Σάββατο, Ιανουαρίου 21, 2006

Stephen King or Global Warming?


Add freakishly large jellyfish interfering with Japanese fishing to the list of possible global warming side effects.

From Environmental Economics: Holy smokes. And yes, there is a real economic issue here (from Reuters via ENN.com):

"It's a terrible problem. They're like aliens," Noriyuki Kani of the fisheries federation in Toyama, northwest of Tokyo, told Reuters ahead of the conference.

There are no official figures on the size of the problem, but Kani says the financial losses are obvious.

"If your nets are full of jellyfish, of course there is no space for fish," he said.

Cutting up and disposing of the giants can turn a three-hour fishing trip into a 10-hour marathon, while valuable fish are poisoned or crushed under the weight of the unwanted catch.

More from Reuters:

A slimy jellyfish weighing as much as a sumo wrestler has Japan's fishing industry in the grip of its poisonous tentacles.

Vast numbers of Echizen kurage, or Nomura's jellyfish, have appeared around Japan's coast since July, clogging and ripping fishing nets and forcing fishermen to spend hours hacking them apart before bringing home their reduced catches.

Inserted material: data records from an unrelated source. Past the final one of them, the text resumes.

//! Import French legislative constituency boundaries from a GeoJSON file.
//!
//! Features sharing a `REF` property are unioned into one `FRCIR` area
//! carrying a `ref-cir` code.

use std::path::PathBuf;

use anyhow::Result;
use clap::Parser;
use tracing::{info, Level};
use tracing_subscriber::FmtSubscriber;

use bornes::db;
use bornes::import::{self, AreaSpec, ImportRefs};
use bornes::sources;

#[derive(Parser, Debug)]
#[command(name = "import_circonscriptions")]
#[command(about = "Import circonscriptions législatives boundaries from GeoJSON")]
struct Args {
    /// The circonscriptions législatives GeoJSON filename
    file: PathBuf,

    /// Which generation ID should be used
    #[arg(long)]
    generation_id: i32,

    /// Postgres connection string
    #[arg(long, env = "DATABASE_URL")]
    database_url: String,

    /// Actually update the database
    #[arg(long)]
    commit: bool,
}

#[tokio::main]
async fn main() -> Result<()> {
    let subscriber = FmtSubscriber::builder()
        .with_max_level(Level::INFO)
        .finish();
    tracing::subscriber::set_global_default(subscriber)?;

    let args = Args::parse();
    info!("Importing circonscriptions from {}", args.file.display());

    let pool = db::connect(&args.database_url).await?;
    db::refs::generation(&pool, args.generation_id).await?;
    let country = db::refs::country(&pool, "FR").await?;
    let area_type = db::refs::area_type(&pool, "FRCIR").await?;
    let code_type = db::refs::code_type(&pool, "ref-cir").await?;

    let features = sources::geojson::read_features(&args.file)?;
    let groups = import::group_features(features, |feature| {
        let reference = feature.attribute("REF")?;
        Ok(AreaSpec {
            code: reference.to_string(),
            name: reference.to_string(),
        })
    })?;
    info!("{} constituencies to import", groups.len());

    let refs = ImportRefs {
        country_id: country.id,
        area_type_id: area_type.id,
        code_type_id: code_type.id,
    };
    import::run_import(&pool, refs, args.generation_id, groups, args.commit).await?;

    Ok(())
}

Representatives of fishing communities around the country gathered in Tokyo on Thursday, hoping to thrash out solutions to a pest that has spread from the Japan Sea to the Pacific coast.

[...]

Scientists have suggested global warming might be a factor.

Some fishermen have had some success in combating the intruders by introducing guide nets with larger than usual holes.

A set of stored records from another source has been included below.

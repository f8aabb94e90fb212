//! The 2004-2019 French European Parliament constituencies and the fixed
//! department-to-constituency table used to assemble their boundaries.

use crate::error::ImportError;

/// One of the eight French European Parliament constituencies.
#[derive(Debug, Clone, Copy, PartialEq, Eq, Hash)]
pub enum Constituency {
    Est,
    IleDeFrance,
    MassifCentralCentre,
    NordOuest,
    Ouest,
    OutreMer,
    SudEst,
    SudOuest,
}

impl Constituency {
    /// Slug stored as the area's `eur` code.
    pub fn slug(&self) -> &'static str {
        match self {
            Constituency::Est => "est",
            Constituency::IleDeFrance => "ile-de-france",
            Constituency::MassifCentralCentre => "massif-central-centre",
            Constituency::NordOuest => "nord-ouest",
            Constituency::Ouest => "ouest",
            Constituency::OutreMer => "outre-mer",
            Constituency::SudEst => "sud-est",
            Constituency::SudOuest => "sud-ouest",
        }
    }

    /// Display name stored as the area's name.
    pub fn name(&self) -> &'static str {
        match self {
            Constituency::Est => "Est",
            Constituency::IleDeFrance => "Île-de-France",
            Constituency::MassifCentralCentre => "Massif Central-Centre",
            Constituency::NordOuest => "Nord-Ouest",
            Constituency::Ouest => "Ouest",
            Constituency::OutreMer => "Outre-Mer",
            Constituency::SudEst => "Sud-Est",
            Constituency::SudOuest => "Sud-Ouest",
        }
    }

    pub fn all() -> &'static [Constituency] {
        &[
            Constituency::Est,
            Constituency::IleDeFrance,
            Constituency::MassifCentralCentre,
            Constituency::NordOuest,
            Constituency::Ouest,
            Constituency::OutreMer,
            Constituency::SudEst,
            Constituency::SudOuest,
        ]
    }

    /// Map a normalised INSEE department code to its constituency.
    ///
    /// Metropolitan Lyon and the Rhône department share `69`; the source
    /// data distinguishes them as `69M` and `69D`. Corsica is `2A`/`2B`,
    /// and the overseas departments (`971`-`976`) form Outre-Mer.
    pub fn for_department(code: &str) -> Result<Constituency, ImportError> {
        use Constituency::*;
        let constituency = match code {
            "8" | "10" | "21" | "25" | "39" | "51" | "52" | "54" | "55" | "57" | "58" | "67"
            | "68" | "70" | "71" | "88" | "89" | "90" => Est,
            "75" | "77" | "78" | "91" | "92" | "93" | "94" | "95" => IleDeFrance,
            "3" | "15" | "18" | "19" | "23" | "28" | "36" | "37" | "41" | "43" | "45" | "63"
            | "87" => MassifCentralCentre,
            "2" | "14" | "27" | "50" | "59" | "60" | "61" | "62" | "76" | "80" => NordOuest,
            "16" | "17" | "22" | "29" | "35" | "44" | "49" | "53" | "56" | "72" | "79" | "85"
            | "86" => Ouest,
            "971" | "972" | "973" | "974" | "976" => OutreMer,
            "1" | "4" | "5" | "6" | "7" | "13" | "26" | "38" | "42" | "73" | "74" | "83" | "84"
            | "2A" | "2B" | "69D" | "69M" => SudEst,
            "9" | "11" | "12" | "24" | "30" | "31" | "32" | "33" | "34" | "40" | "46" | "47"
            | "48" | "64" | "65" | "66" | "81" | "82" => SudOuest,
            _ => return Err(ImportError::UnknownDepartment(code.to_string())),
        };
        Ok(constituency)
    }
}

/// Strip the leading zeros INSEE codes carry in some datasets (`04` -> `4`).
pub fn normalize_insee(code: &str) -> &str {
    code.trim_start_matches('0')
}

Jellyfish are simply swept through the holes by water currents, while other fish tend to notice the nets and swim alongside them, eventually being trapped in the fishing nets.

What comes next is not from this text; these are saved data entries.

//! GeoJSON feature reading for the circonscriptions import.

use std::fs;
use std::path::Path;

use anyhow::{Context, Result};
use geojson::GeoJson;
use hashbrown::HashMap;
use tracing::info;

use crate::error::ImportError;
use crate::geometry::to_multi_polygon;
use crate::sources::BoundaryFeature;

/// Read every feature of a GeoJSON file.
///
/// Property values may be JSON strings or numbers; both are kept as
/// strings so numeric reference codes compare like their string
/// counterparts.
pub fn read_features(path: &Path) -> Result<Vec<BoundaryFeature>> {
    let raw = fs::read_to_string(path)
        .with_context(|| format!("Failed to read {}", path.display()))?;
    let geojson: GeoJson = raw
        .parse()
        .with_context(|| format!("Failed to parse {} as GeoJSON", path.display()))?;

    let collection = match geojson {
        GeoJson::FeatureCollection(collection) => collection,
        GeoJson::Feature(feature) => geojson::FeatureCollection {
            bbox: None,
            features: vec![feature],
            foreign_members: None,
        },
        GeoJson::Geometry(_) => anyhow::bail!(
            "{} is a bare geometry, not a feature collection",
            path.display()
        ),
    };

    let mut features = Vec::with_capacity(collection.features.len());
    for (index, feature) in collection.features.into_iter().enumerate() {
        let geometry = feature
            .geometry
            .ok_or_else(|| anyhow::anyhow!("feature {index} has no geometry"))?;
        let geometry = geo_types::Geometry::<f64>::try_from(geometry.value)
            .with_context(|| format!("feature {index} has a malformed geometry"))?;
        let geometry = to_multi_polygon(index, geometry)?;

        let mut attributes = HashMap::new();
        if let Some(properties) = feature.properties {
            for (key, value) in properties {
                if let Some(text) = stringify(&value) {
                    attributes.insert(key, text);
                }
            }
        }

        features.push(BoundaryFeature {
            index,
            attributes,
            geometry,
        });
    }

    if features.is_empty() {
        return Err(ImportError::EmptyInput.into());
    }

    info!("Read {} features from {}", features.len(), path.display());
    Ok(features)
}

fn stringify(value: &serde_json::Value) -> Option<String> {
    match value {
        serde_json::Value::String(text) => Some(text.clone()),
        serde_json::Value::Number(number) => Some(number.to_string()),
        _ => None,
    }
}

"By altering the way we fish, we have probably secured 80 to 90 percent of our normal catch," said fisherman Masatoshi Kuruma, who said he has in the past found up to two or three thousand jellyfish in his nets off Nyuzenmachi in Toyama prefecture.

Officials at Thursday's conference are also set to propose a forecasting system that would allow fishermen to prepare for the next onslaught of the jumbo jellyfish.